Choosing Between Quartz and Granite for a Home's Countertops

Many homeowners in the area today find themselves trying to decide between two especially popular types of countertops. Whether for the kitchen or a home's bathrooms, countertops made from quartz and granite stand out from all the alternatives in a number of significant respects.

When trying to decide between quartz and granite countertops chicago homeowners can make things easier on themselves by focusing on a few especially important issues. It should not normally be all that difficult to choose appropriately.
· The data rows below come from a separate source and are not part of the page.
use serde::{Deserialize, Serialize};
use std::fmt;
use ts_rs::TS;

#[derive(Debug, Clone, Copy, PartialEq, Eq, PartialOrd, Ord, Serialize, Deserialize, TS)]
#[ts(export)]
pub enum Rank {
    Beginner,
    Intermediate,
    Advanced,
    Expert,
}

impl Rank {
    /// Step function over the cumulative score. Thresholds are strict, so a
    /// boundary score of 61, 151 or 251 already belongs to the higher band.
    pub fn for_score(score: u32) -> Self {
        if score > 250 {
            Rank::Expert
        } else if score > 150 {
            Rank::Advanced
        } else if score > 60 {
            Rank::Intermediate
        } else {
            Rank::Beginner
        }
    }

    pub fn title(&self) -> &'static str {
        match self {
            Rank::Beginner => "Narretje",
            Rank::Intermediate => "Raadslid",
            Rank::Advanced => "Adjudant",
            Rank::Expert => "Prins Carnaval",
        }
    }
}

impl fmt::Display for Rank {
    fn fmt(&self, f: &mut fmt::Formatter<'_>) -> fmt::Result {
        f.write_str(self.title())
    }
}

/// Cumulative progress for one browser session.
///
/// Rank is not stored; it is derived from `score` on every read.
#[derive(Debug, Clone, Copy, Default, PartialEq, Eq, Serialize, Deserialize)]
pub struct SessionStats {
    pub score: u32,
    pub questions_answered: u32,
}

impl SessionStats {
    pub fn rank(&self) -> Rank {
        Rank::for_score(self.score)
    }

    pub fn add_points(&mut self, points: u32) {
        self.score = self.score.saturating_add(points);
        self.questions_answered += 1;
    }
}

#[derive(Debug, Clone, PartialEq, Eq, Serialize, Deserialize, TS)]
#[serde(rename_all = "camelCase")]
#[ts(export)]
pub struct StatsView {
    pub score: u32,
    pub questions_answered: u32,
    pub rank: Rank,
    pub rank_title: String,
}

impl From<&SessionStats> for StatsView {
    fn from(stats: &SessionStats) -> Self {
        let rank = stats.rank();
        StatsView {
            score: stats.score,
            questions_answered: stats.questions_answered,
            rank,
            rank_title: rank.title().to_string(),
        }
    }
}
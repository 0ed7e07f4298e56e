use serde::{Deserialize, Serialize};
use std::collections::BTreeMap;

/// One parsed tile-map file.
#[derive(Debug, Clone, PartialEq, Eq, Serialize, Deserialize)]
pub struct Level {
    /// Base name of the source file, extension stripped.
    pub name: String,
    /// Root-element attribute, passed through verbatim. Deliberately kept as
    /// a string: the source format is lenient here and consumers expect the
    /// unconverted value.
    pub width: String,
    /// Root-element attribute, passed through verbatim (see `width`).
    pub height: String,
    /// Layer name → decoded tile indices, flat in row-major source order.
    /// Duplicate layer names within one file are last-write-wins. The length
    /// is whatever the data text contained; it is not checked against
    /// `width * height`.
    pub layers: BTreeMap<String, Vec<i64>>,
}

/// The aggregate output document: every level of a run, in sorted
/// input-path order.
#[derive(Debug, Clone, PartialEq, Eq, Default, Serialize, Deserialize)]
pub struct LevelPack {
    pub levels: Vec<Level>,
}
use std::collections::BTreeMap;
use std::fs::File;
use std::io::BufReader;
use std::path::Path;

use xml::reader::{EventReader, XmlEvent};

use crate::error::{PackError, Result};
use crate::layer::parse_layer_data;
use crate::model::Level;

/// Parse a single `.tmx` map file into a [`Level`].
///
/// The level name is the file's base name with its extension removed.
/// `width` and `height` come verbatim from the root element's attributes.
/// Every `layer` element anywhere in the document, in document order,
/// contributes one entry to the level's layer map: its `name` attribute keyed
/// to the decoded text of its first child element (the data node).
pub fn parse_map_file(path: &Path) -> Result<Level> {
    let name = path
        .file_stem()
        .map(|s| s.to_string_lossy().into_owned())
        .unwrap_or_default();

    let file = File::open(path).map_err(|source| PackError::Filesystem {
        path: path.to_owned(),
        source,
    })?;
    let mut reader = EventReader::new(BufReader::new(file));

    let mut width: Option<String> = None;
    let mut height: Option<String> = None;
    let mut saw_root = false;
    let mut layers: BTreeMap<String, Vec<i64>> = BTreeMap::new();

    // Scan state for the layer currently being read. `data_buf` is None until
    // the layer's first child element opens; `capture_depth` tracks nesting
    // inside that child so its text is collected until it closes.
    let mut current_layer: Option<String> = None;
    let mut data_buf: Option<String> = None;
    let mut capture_depth = 0usize;

    loop {
        let event = reader.next().map_err(|err| PackError::MalformedMapFile {
            path: path.to_owned(),
            reason: err.to_string(),
        })?;

        match event {
            XmlEvent::StartElement {
                name, attributes, ..
            } => {
                if !saw_root {
                    saw_root = true;
                    for attr in &attributes {
                        match attr.name.local_name.as_str() {
                            "width" => width = Some(attr.value.clone()),
                            "height" => height = Some(attr.value.clone()),
                            _ => {}
                        }
                    }
                } else if current_layer.is_none() && name.local_name == "layer" {
                    let layer_name = attributes
                        .iter()
                        .find(|a| a.name.local_name == "name")
                        .map(|a| a.value.clone())
                        .ok_or_else(|| PackError::MalformedMapFile {
                            path: path.to_owned(),
                            reason: "layer element without a name attribute".to_string(),
                        })?;
                    current_layer = Some(layer_name);
                    data_buf = None;
                    capture_depth = 0;
                } else if current_layer.is_some() {
                    if capture_depth > 0 {
                        capture_depth += 1;
                    } else if data_buf.is_none() {
                        // First child of the layer: this is its data node.
                        data_buf = Some(String::new());
                        capture_depth = 1;
                    }
                    // Children after the first are ignored.
                }
            }
            XmlEvent::Characters(text) | XmlEvent::CData(text) | XmlEvent::Whitespace(text) => {
                if capture_depth > 0 {
                    if let Some(buf) = data_buf.as_mut() {
                        buf.push_str(&text);
                    }
                }
            }
            XmlEvent::EndElement { name } => {
                if capture_depth > 0 {
                    capture_depth -= 1;
                } else if name.local_name == "layer" {
                    if let Some(layer_name) = current_layer.take() {
                        let raw =
                            data_buf
                                .take()
                                .ok_or_else(|| PackError::MalformedMapFile {
                                    path: path.to_owned(),
                                    reason: format!("layer {layer_name:?} has no data child"),
                                })?;
                        let tiles = parse_layer_data(path, &layer_name, &raw)?;
                        layers.insert(layer_name, tiles);
                    }
                }
            }
            XmlEvent::EndDocument => break,
            _ => {}
        }
    }

    let (Some(width), Some(height)) = (width, height) else {
        return Err(PackError::MalformedMapFile {
            path: path.to_owned(),
            reason: "root element is missing width/height attributes".to_string(),
        });
    };

    Ok(Level {
        name,
        width,
        height,
        layers,
    })
}

// File-system dependent tests live in the integration test directory `tests/`.
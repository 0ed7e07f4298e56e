use std::path::PathBuf;
use std::process::ExitCode;

use clap::Parser;
use tracing::{error, info};

/// Pack a directory of Tiled .tmx maps into one consolidated JSON level file.
#[derive(Parser, Debug)]
#[command(name = "levelpacker")]
#[command(about = "Packs a directory of .tmx tile maps into a single JSON document", long_about = None)]
struct Cli {
    /// Directory scanned (non-recursively) for .tmx map files
    input_dir: PathBuf,

    /// Destination path for the aggregated JSON document
    output_file: PathBuf,
}

fn main() -> ExitCode {
    tracing_subscriber::fmt()
        .with_env_filter(
            tracing_subscriber::EnvFilter::try_from_default_env()
                .unwrap_or_else(|_| tracing_subscriber::EnvFilter::new("info")),
        )
        .init();

    let cli = Cli::parse();

    info!(
        input = %cli.input_dir.display(),
        output = %cli.output_file.display(),
        "packing levels"
    );

    match levelpacker::convert_directory(&cli.input_dir, &cli.output_file) {
        Ok(()) => {
            info!(output = %cli.output_file.display(), "level pack written");
            ExitCode::SUCCESS
        }
        Err(err) => {
            error!("{err}");
            ExitCode::FAILURE
        }
    }
}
Choosing Between Two Great Countertop Materials

The natural granite and engineered quartz countertops chicago residents are so often torn between today each have their own strengths and advantages. In just about every case, though, a thorough look into the details will reveal that one kind suits a given home better than the other. Some of the issues that it most often pays to weigh are:


Looks. Both manufactured quartz and quarried granite countertops can be absolutely stunning to look at. As an entirely natural product, granite tends to range less with regard to its appearance than quartz composites. On the other hand, many homeowners prefer the authentic, graceful look of a great piece of granite to even the most carefully composed slab of engineered quartz. Homeowners who have very particular preferences will typically lean toward quartz simply because there are more options.

Price. Both quartz and granite are premium countertop materials, and that will always be reflected in their prices. Because quite a bit more work goes into creating a quartz composite, that material can cost twice as much as a granite slab of similar size. While there are some excellent reasons to prefer quartz over granite, the extra investment will not always be repaid in the form of increased market value for a home. More budget-conscious homeowners will gravitate toward granite.

Maintenance. Both quartz and granite countertops are relatively easy to keep in excellent shape, but quartz has something of an advantage. Although neither type of countertop is difficult to clean, granite needs to be refinished occasionally to keep its natural pores sealed. Failing to do so will allow grease and other contaminants to work their way into the surface.

A Simple Decision, in Many Cases

Thinking about important issues like these should help clarify whether granite or quartz will be the better material for a home's countertops. Most homeowners find it fairly straightforward to decide between these popular options once they break things down to the basics.